O novo livro de Don Policarpo, Dialogando com as Gavetas, não é apenas literatura — é uma travessia. A obra propõe ao leitor uma incursão psico-filosófica, repleta de tensões emocionais e reflexões existenciais, onde o personagem principal se vê diante do seu livre arbítrio e dos modos de viver, pensar e agir que o moldam.
A narrativa se constrói como uma dialética emocional, em que as contradições se personificam em forma de mulher. Essa figura simbólica dissolve fronteiras entre real e imaginário, transformando os mundos físico e mental em imagens densas: fumaça de charuto, taças de conhaque, fatias de Parma, em uma mesa de bar de frente para o mar.
É nesse cenário etílico e filosófico que surge o verdadeiro confronto: abrir as próprias gavetas interiores.
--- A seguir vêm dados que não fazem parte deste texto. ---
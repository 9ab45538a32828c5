//! Cross-session trust — per-session verification counters bound to one agent.

pub mod state;
pub mod tracker;

pub use state::{CrossSessionState, TrustPhase};
pub use tracker::SessionTracker;
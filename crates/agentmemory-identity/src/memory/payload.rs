//! Canonical payload — the exact bytes a memory signature covers.
//!
//! Layout v1, all integers big-endian, every string prefixed by its u64
//! byte length:
//!
//! ```text
//! "AMIB" 0x01
//! key | content_hash | content_size:u64
//! memory_type | importance:u8 | tag_count:u64 { 0x00 i64 | 0x01 string }*
//! ipfs_cid: 0x00 | 0x01 string
//! vault | timestamp:u64 | key_version:u32 | agent_id | version:u32
//! ```
//!
//! Length prefixes keep adjacent fields from bleeding into each other, so
//! moving a byte from `key` into `vault` changes the payload.

use super::metadata::{MemoryMetadata, MemoryTag};
use super::signed::SignedMemory;

const MAGIC: &[u8; 4] = b"AMIB";
const LAYOUT_VERSION: u8 = 1;

const TAG_NUMBER: u8 = 0x00;
const TAG_TEXT: u8 = 0x01;
const ABSENT: u8 = 0x00;
const PRESENT: u8 = 0x01;

/// Fields covered by a memory signature.
#[derive(Debug, Clone, Copy)]
pub struct PayloadFields<'a> {
    pub key: &'a str,
    pub content_hash: &'a str,
    pub content_size: u64,
    pub metadata: &'a MemoryMetadata,
    pub vault: &'a str,
    pub timestamp: u64,
    pub key_version: u32,
    pub agent_id: &'a str,
    pub version: u32,
}

impl<'a> PayloadFields<'a> {
    /// Read the covered fields back out of a record.
    pub fn from_record(record: &'a SignedMemory) -> Self {
        Self {
            key: &record.key,
            content_hash: &record.content_hash,
            content_size: record.content_size,
            metadata: &record.metadata,
            vault: &record.vault,
            timestamp: record.signature.timestamp,
            key_version: record.signature.key_version,
            agent_id: record.signature.agent_id.as_str(),
            version: record.version,
        }
    }
}

/// Serialize the covered fields. Identical inputs give identical bytes.
pub fn canonical_payload(fields: &PayloadFields<'_>) -> Vec<u8> {
    let mut out = Vec::with_capacity(
        128 + fields.key.len() + fields.content_hash.len() + fields.vault.len(),
    );
    out.extend_from_slice(MAGIC);
    out.push(LAYOUT_VERSION);

    put_str(&mut out, fields.key);
    put_str(&mut out, fields.content_hash);
    out.extend_from_slice(&fields.content_size.to_be_bytes());

    put_metadata(&mut out, fields.metadata);

    put_str(&mut out, fields.vault);
    out.extend_from_slice(&fields.timestamp.to_be_bytes());
    out.extend_from_slice(&fields.key_version.to_be_bytes());
    put_str(&mut out, fields.agent_id);
    out.extend_from_slice(&fields.version.to_be_bytes());
    out
}

fn put_metadata(out: &mut Vec<u8>, metadata: &MemoryMetadata) {
    put_str(out, metadata.memory_type.as_tag());
    out.push(metadata.importance);
    put_len(out, metadata.tags.len());
    for tag in &metadata.tags {
        match tag {
            MemoryTag::Number(n) => {
                out.push(TAG_NUMBER);
                out.extend_from_slice(&n.to_be_bytes());
            }
            MemoryTag::Text(s) => {
                out.push(TAG_TEXT);
                put_str(out, s);
            }
        }
    }
    match &metadata.ipfs_cid {
        Some(cid) => {
            out.push(PRESENT);
            put_str(out, cid);
        }
        None => out.push(ABSENT),
    }
}

fn put_str(out: &mut Vec<u8>, s: &str) {
    put_len(out, s.len());
    out.extend_from_slice(s.as_bytes());
}

fn put_len(out: &mut Vec<u8>, len: usize) {
    out.extend_from_slice(&(len as u64).to_be_bytes());
}
//! Time utilities for the identity binding core.
//!
//! All timestamps are Unix epoch microseconds (u64).

use std::sync::atomic::{AtomicU64, Ordering};

/// Microseconds in one hour.
pub const MICROS_PER_HOUR: u64 = 3_600_000_000;

/// Return the current time as microseconds since Unix epoch.
///
/// A clock set before the epoch reads as zero.
pub fn now_micros() -> u64 {
    std::time::SystemTime::now()
        .duration_since(std::time::UNIX_EPOCH)
        .map(|d| d.as_micros() as u64)
        .unwrap_or(0)
}

/// Convert microseconds to an RFC 3339 string.
pub fn micros_to_rfc3339(micros: u64) -> String {
    let secs = (micros / 1_000_000) as i64;
    let nsecs = ((micros % 1_000_000) * 1000) as u32;
    chrono::DateTime::from_timestamp(secs, nsecs)
        .map(|dt| dt.to_rfc3339())
        .unwrap_or_default()
}

/// Source of the current time.
///
/// Signing stamps records with `now_micros()`; verification measures
/// signature age against it.
pub trait Clock: Send + Sync {
    fn now_micros(&self) -> u64;
}

/// Wall clock.
#[derive(Debug, Clone, Copy, Default)]
pub struct SystemClock;

impl Clock for SystemClock {
    fn now_micros(&self) -> u64 {
        now_micros()
    }
}

/// A clock that only moves when told to.
#[derive(Debug, Default)]
pub struct ManualClock {
    micros: AtomicU64,
}

impl ManualClock {
    /// Start the clock at the given instant.
    pub fn new(start_micros: u64) -> Self {
        Self {
            micros: AtomicU64::new(start_micros),
        }
    }

    /// Move the clock forward.
    pub fn advance_micros(&self, delta: u64) {
        self.micros.fetch_add(delta, Ordering::SeqCst);
    }

    /// Move the clock forward by whole hours.
    pub fn advance_hours(&self, hours: u64) {
        self.advance_micros(hours.saturating_mul(MICROS_PER_HOUR));
    }

    /// Jump to an absolute instant.
    pub fn set_micros(&self, micros: u64) {
        self.micros.store(micros, Ordering::SeqCst);
    }
}

impl Clock for ManualClock {
    fn now_micros(&self) -> u64 {
        self.micros.load(Ordering::SeqCst)
    }
}
//! Memory signing with an identity's current key.

use crate::crypto::{hash, signing};
use crate::error::Result;
use crate::identity::IdentityRecord;

use super::payload::{canonical_payload, PayloadFields};
use super::signed::{MemorySignature, NewMemory, SignedMemory, SIGNED_MEMORY_VERSION};

/// Sign `memory` with the record's current key, stamped at `timestamp`.
///
/// The returned signature carries the public key and key version that
/// were current at signing time.
pub fn sign_memory(
    signer: &IdentityRecord,
    memory: &NewMemory,
    timestamp: u64,
) -> Result<SignedMemory> {
    memory.metadata.validate()?;

    let identity = &signer.identity;
    let content_hash = hash::sha256_hex(&memory.content);
    let content_size = memory.content.len() as u64;

    let payload = canonical_payload(&PayloadFields {
        key: &memory.key,
        content_hash: &content_hash,
        content_size,
        metadata: &memory.metadata,
        vault: &memory.vault,
        timestamp,
        key_version: identity.key_version,
        agent_id: identity.id.as_str(),
        version: SIGNED_MEMORY_VERSION,
    });
    let signature = signing::sign(signer.key_pair.signing_key(), &payload);

    Ok(SignedMemory {
        key: memory.key.clone(),
        content_hash,
        content_size,
        metadata: memory.metadata.clone(),
        vault: memory.vault.clone(),
        version: SIGNED_MEMORY_VERSION,
        signature: MemorySignature {
            agent_id: identity.id.clone(),
            signature,
            public_key: signer.key_pair.verifying_key_bytes(),
            timestamp,
            key_version: identity.key_version,
        },
    })
}
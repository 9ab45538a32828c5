//! Ed25519 key pairs.
//!
//! Secret keys travel in the 64-byte keypair layout (`seed || public`).
//! A bare 32-byte seed is also accepted on import.

use ed25519_dalek::{SigningKey, VerifyingKey, KEYPAIR_LENGTH, SECRET_KEY_LENGTH};

use crate::error::{IdentityError, Result};

/// Length of an exported secret key in bytes.
pub const SECRET_KEYPAIR_LENGTH: usize = KEYPAIR_LENGTH;

/// An Ed25519 key pair for signing operations.
///
/// `SigningKey` zeroizes its secret scalar on drop, so clones handed out
/// by the key store do not linger in memory.
#[derive(Clone)]
pub struct Ed25519KeyPair {
    signing_key: SigningKey,
    verifying_key: VerifyingKey,
}

impl Ed25519KeyPair {
    /// Generate a new random Ed25519 key pair.
    pub fn generate() -> Self {
        let signing_key = SigningKey::generate(&mut rand::rngs::OsRng);
        let verifying_key = signing_key.verifying_key();
        Self {
            signing_key,
            verifying_key,
        }
    }

    /// Reconstruct a key pair from secret key bytes.
    ///
    /// Accepts either the 64-byte keypair layout, whose public half must
    /// match the one derived from the seed, or a 32-byte seed.
    pub fn from_secret_bytes(bytes: &[u8]) -> Result<Self> {
        let signing_key = match bytes.len() {
            KEYPAIR_LENGTH => {
                let mut keypair = [0u8; KEYPAIR_LENGTH];
                keypair.copy_from_slice(bytes);
                let parsed = SigningKey::from_keypair_bytes(&keypair);
                zeroize::Zeroize::zeroize(&mut keypair);
                parsed.map_err(|_| {
                    IdentityError::InvalidKey("public half does not match secret seed".into())
                })?
            }
            SECRET_KEY_LENGTH => {
                let mut seed = [0u8; SECRET_KEY_LENGTH];
                seed.copy_from_slice(bytes);
                let key = SigningKey::from_bytes(&seed);
                zeroize::Zeroize::zeroize(&mut seed);
                key
            }
            other => {
                return Err(IdentityError::InvalidKey(format!(
                    "secret key must be {KEYPAIR_LENGTH} or {SECRET_KEY_LENGTH} bytes, got {other}"
                )))
            }
        };
        let verifying_key = signing_key.verifying_key();
        Ok(Self {
            signing_key,
            verifying_key,
        })
    }

    /// Reconstruct a verifying key from raw bytes.
    pub fn verifying_key_from_bytes(bytes: &[u8; 32]) -> Result<VerifyingKey> {
        VerifyingKey::from_bytes(bytes)
            .map_err(|e| IdentityError::InvalidKey(format!("invalid verifying key: {e}")))
    }

    /// Return a reference to the signing key.
    pub fn signing_key(&self) -> &SigningKey {
        &self.signing_key
    }

    /// Return the verifying (public) key.
    pub fn verifying_key(&self) -> &VerifyingKey {
        &self.verifying_key
    }

    /// Return the 64-byte secret keypair. Caller must zeroize after use.
    pub fn secret_keypair_bytes(&self) -> [u8; KEYPAIR_LENGTH] {
        self.signing_key.to_keypair_bytes()
    }

    /// Return the verifying key bytes.
    pub fn verifying_key_bytes(&self) -> [u8; 32] {
        self.verifying_key.to_bytes()
    }
}

impl std::fmt::Debug for Ed25519KeyPair {
    fn fmt(&self, f: &mut std::fmt::Formatter<'_>) -> std::fmt::Result {
        f.debug_struct("Ed25519KeyPair")
            .field("verifying_key", &hex::encode(self.verifying_key_bytes()))
            .finish_non_exhaustive()
    }
}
O personagem, forçado a revisitar seus compartimentos secretos, encontra memórias e segredos há muito escondidos, revelando verdades que jamais pensou enfrentar.
Dialogando com as Gavetas é, acima de tudo, uma experiência de leitura que mistura filosofia, lirismo e densidade poética. Don Policarpo convida o leitor a refletir sobre o peso das escolhas, a fragilidade das certezas e a força das emoções que moldam nossa existência.
Uma obra para quem busca mais do que histórias: para quem deseja mergulhar em si mesmo através da literatura.